Antananarivo, 21 Mars, 11h30 – Une idée qui fait son chemin. La Présidence de la refondation de la République espère exploiter la polygraphie pour gérer les ressources humaines de l’Etat, notamment celles qui sont affectées aux hautes fonctions. « L’utilisation de la technologie (polygraphe) pourrait être étendue à l’évaluation annuelle des hauts fonctionnaires si cet usage [dans le cadre du tri des candidats au poste de ministre] est concluant”, indique un communiqué de la présidence de la République publié jeudi soir.
Dans l’optique de la présidence, le recours au polygraphe “devrait permettre de sanctionner et de remplacer ceux qui ne réussissent pas dans leur mission ». L’utilisation de cette technologie est alors considérée comme faisant partie des mesures mises en œuvre dans le cadre de la refondation “afin d’améliorer l’administration”.

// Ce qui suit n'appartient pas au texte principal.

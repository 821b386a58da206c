use std::collections::HashMap;

use crate::error::{GameError, GameResult};
use crate::protocol::ServerMessage;
use crate::state::AppState;
use crate::types::{Elimination, PlayerId};

/// Current plurality leader of a vote tally, with the number of votes cast
/// for them. Ties on the maximum count break to the lowest player id, so the
/// result never depends on map iteration order.
pub fn plurality_leader(votes: &HashMap<PlayerId, PlayerId>) -> Option<(PlayerId, u32)> {
    let mut counts: HashMap<&str, u32> = HashMap::new();
    for target in votes.values() {
        *counts.entry(target.as_str()).or_insert(0) += 1;
    }

    let mut leader: Option<(&str, u32)> = None;
    for (id, n) in counts {
        leader = match leader {
            Some((lead_id, lead_n)) if n < lead_n || (n == lead_n && lead_id < id) => {
                Some((lead_id, lead_n))
            }
            _ => Some((id, n)),
        };
    }
    leader.map(|(id, n)| (id.to_string(), n))
}

impl AppState {
    /// Record a vote (overwrite semantics, like answers), recompute the
    /// plurality leader, and broadcast `vote_submitted` followed by
    /// `elimination` naming the leader. Both voter and target must be
    /// roster members.
    pub async fn submit_vote(
        &self,
        room_id: &str,
        voter_id: &str,
        target_id: &str,
    ) -> GameResult<Elimination> {
        let room = self.room(room_id).await?;
        let mut room = room.lock().await;

        for id in [voter_id, target_id] {
            if !room.players.contains_key(id) {
                return Err(GameError::UnknownPlayer {
                    room: room_id.to_string(),
                    player: id.to_string(),
                });
            }
        }

        room.votes
            .insert(voter_id.to_string(), target_id.to_string());
        room.touch();

        let (eliminated, votes) = match plurality_leader(&room.votes) {
            Some(leader) => leader,
            None => unreachable!("tally is non-empty after the insert above"),
        };
        let elimination = Elimination {
            was_ai: room.players[&eliminated].is_ai,
            eliminated,
            votes,
        };

        self.registry
            .broadcast(
                room_id,
                &ServerMessage::VoteSubmitted {
                    voter: voter_id.to_string(),
                },
            )
            .await;
        self.registry
            .broadcast(
                room_id,
                &ServerMessage::Elimination {
                    eliminated: elimination.eliminated.clone(),
                    was_ai: elimination.was_ai,
                    votes: elimination.votes,
                },
            )
            .await;

        Ok(elimination)
    }
}
use crate::error::{GameError, GameResult};
use crate::protocol::ServerMessage;
use crate::state::AppState;
use crate::types::{Player, RoomPhase, RoomSnapshot};

impl AppState {
    /// Register a player in the room's roster (idempotent; re-joining with
    /// the same id overwrites the record) and return a resync snapshot.
    pub async fn join_room(
        &self,
        room_id: &str,
        player_id: &str,
        name: Option<String>,
        is_ai: bool,
    ) -> GameResult<RoomSnapshot> {
        let room = self.room(room_id).await?;
        let mut room = room.lock().await;

        room.players.insert(
            player_id.to_string(),
            Player {
                name: name.unwrap_or_else(|| player_id.to_string()),
                is_ai,
            },
        );
        room.touch();

        Ok(RoomSnapshot {
            room_id: room.id.clone(),
            question: room.current_question.clone(),
            players: room.roster(),
        })
    }

    /// Read-only resync view of a room
    pub async fn snapshot(&self, room_id: &str) -> GameResult<RoomSnapshot> {
        let room = self.room(room_id).await?;
        let room = room.lock().await;
        Ok(RoomSnapshot {
            room_id: room.id.clone(),
            question: room.current_question.clone(),
            players: room.roster(),
        })
    }

    /// Post a new question and reset the round: answers and votes are
    /// cleared together. Broadcasts `new_question` to the room.
    pub async fn start_round(&self, room_id: &str, prompt: &str) -> GameResult<String> {
        let room = self.room(room_id).await?;
        let mut room = room.lock().await;

        room.current_question = Some(prompt.to_string());
        room.phase = RoomPhase::Collecting;
        room.answers.clear();
        room.votes.clear();
        room.touch();

        let msg = ServerMessage::NewQuestion {
            question: prompt.to_string(),
            players: room.roster(),
        };
        self.registry.broadcast(room_id, &msg).await;

        Ok(prompt.to_string())
    }

    /// Record a player's answer for the current round. Last write wins;
    /// a duplicate submission is an overwrite, not a rejection. The answer
    /// text is echoed to the whole room in the `answer_received` broadcast.
    pub async fn submit_answer(
        &self,
        room_id: &str,
        player_id: &str,
        answer: String,
    ) -> GameResult<()> {
        let room = self.room(room_id).await?;
        let mut room = room.lock().await;

        if !room.players.contains_key(player_id) {
            return Err(GameError::UnknownPlayer {
                room: room_id.to_string(),
                player: player_id.to_string(),
            });
        }

        room.answers.insert(player_id.to_string(), answer.clone());
        room.touch();

        let msg = ServerMessage::AnswerReceived {
            player: player_id.to_string(),
            answer,
        };
        self.registry.broadcast(room_id, &msg).await;

        Ok(())
    }
}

Jeudi, le chef de l’Etat a annoncé le recours à cet outil de détection de mensonges pour connaître la sincérité des candidats au poste de ministres et pour évaluer leur intégrité. Il a indiqué en marge de la présentation du rapport annuel de la Cour des comptes que si la nomination des membres du gouvernement tardait un peu, c’est en raison de l’utilisation de cet outil. A l’entendre, le polygraphe est utilisé avec l’appui d’experts étrangers et permettait de réduire le recours aux enquêtes de moralité menées par le Central Intelligence Service (CIS).